__Exercise brief__. Lift every line from the entries that includes the word "which".

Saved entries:
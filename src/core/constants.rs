//! Engine-wide defaults. Keeping them in a single place makes it easier to
//! tweak the magic numbers that tune caching, gestures and frame pacing.

/// Square size, in screen pixels, at which one tile is displayed.
pub const TILE_DISPLAY_SIZE: f64 = 256.0;

/// Side of the rasterized tile buffer, in pixels.
pub const RASTER_SIZE: u32 = 512;

/// Coordinate extent of a vector tile layer when the payload omits it.
pub const DEFAULT_TILE_EXTENT: u32 = 4096;

/// Resident textures kept before LRU eviction starts.
pub const DEFAULT_CACHE_CAPACITY: usize = 256;

/// Decoded tiles that may wait for upload before producers block.
pub const DEFAULT_UPLOAD_QUEUE: usize = 64;

/// Texture uploads performed per frame.
pub const DEFAULT_UPLOADS_PER_FRAME: usize = 4;

pub const DEFAULT_MIN_ZOOM: u8 = 3;
pub const DEFAULT_MAX_ZOOM: u8 = 14;

/// Per-frame velocity multiplier applied to an active fling.
pub const FLING_FRICTION: f64 = 0.9;

/// Fling speed, in pixels per second, below which the fling stops.
pub const FLING_STOP_SPEED: f64 = 10.0;

/// Nominal interval between live position samples (20 Hz).
pub const POSITION_SAMPLE_INTERVAL_MS: u64 = 50;

/// Frame budget at 60 fps.
pub const FRAME_BUDGET_MS: u64 = 16;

__Answer__.
/// Square size, in screen pixels, at which one tile is displayed.
/// Fling speed, in pixels per second, below which the fling stops.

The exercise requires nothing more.